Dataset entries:
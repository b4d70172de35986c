//! Guest management service.

use std::sync::Arc;

use serde_json::json;

use super::event_service::event_not_found;
use crate::domain::entities::{Guest, NewGuest};
use crate::domain::repositories::{EventRepository, GuestRepository};
use crate::error::AppError;

/// Service for registering and listing an event's guests.
pub struct GuestService<G: GuestRepository, E: EventRepository> {
    guest_repository: Arc<G>,
    event_repository: Arc<E>,
}

impl<G: GuestRepository, E: EventRepository> GuestService<G, E> {
    pub fn new(guest_repository: Arc<G>, event_repository: Arc<E>) -> Self {
        Self {
            guest_repository,
            event_repository,
        }
    }

    /// Adds a guest to an existing event.
    ///
    /// # Errors
    ///
    /// Returns [`AppError::NotFound`] if the event does not exist.
    pub async fn create_guest(&self, new_guest: NewGuest) -> Result<Guest, AppError> {
        self.ensure_event(new_guest.event_id).await?;

        let guest = self.guest_repository.create(new_guest).await?;
        tracing::debug!(guest_id = guest.id, event_id = guest.event_id, "Guest created");

        Ok(guest)
    }

    /// Returns the guest or [`AppError::NotFound`].
    pub async fn get_guest(&self, id: i64) -> Result<Guest, AppError> {
        self.guest_repository
            .find_by_id(id)
            .await?
            .ok_or_else(|| AppError::not_found("Guest not found", json!({ "guest_id": id })))
    }

    /// Returns one page of guests and the event's total guest count.
    ///
    /// # Errors
    ///
    /// Returns [`AppError::NotFound`] if the event does not exist.
    pub async fn list_guests(
        &self,
        event_id: i64,
        offset: i64,
        limit: i64,
    ) -> Result<(Vec<Guest>, i64), AppError> {
        self.ensure_event(event_id).await?;

        tokio::try_join!(
            self.guest_repository.list_by_event(event_id, offset, limit),
            self.guest_repository.count_by_event(event_id)
        )
    }

    async fn ensure_event(&self, event_id: i64) -> Result<(), AppError> {
        match self.event_repository.find_by_id(event_id).await? {
            Some(_) => Ok(()),
            None => Err(event_not_found(event_id)),
        }
    }
}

EXERCISE REQUIREMENTS: Your task is to restate, word for word, the lines from the beginning of the records to the line with "an event's guests.", inclusive.

WRITTEN REPLY:
repository b4d70172de35986c
//! Guest management service.

use std::sync::Arc;

use serde_json::json;

use super::event_service::event_not_found;
use crate::domain::entities::{Guest, NewGuest};
use crate::domain::repositories::{EventRepository, GuestRepository};
use crate::error::AppError;

/// Service for registering and listing an event's guests.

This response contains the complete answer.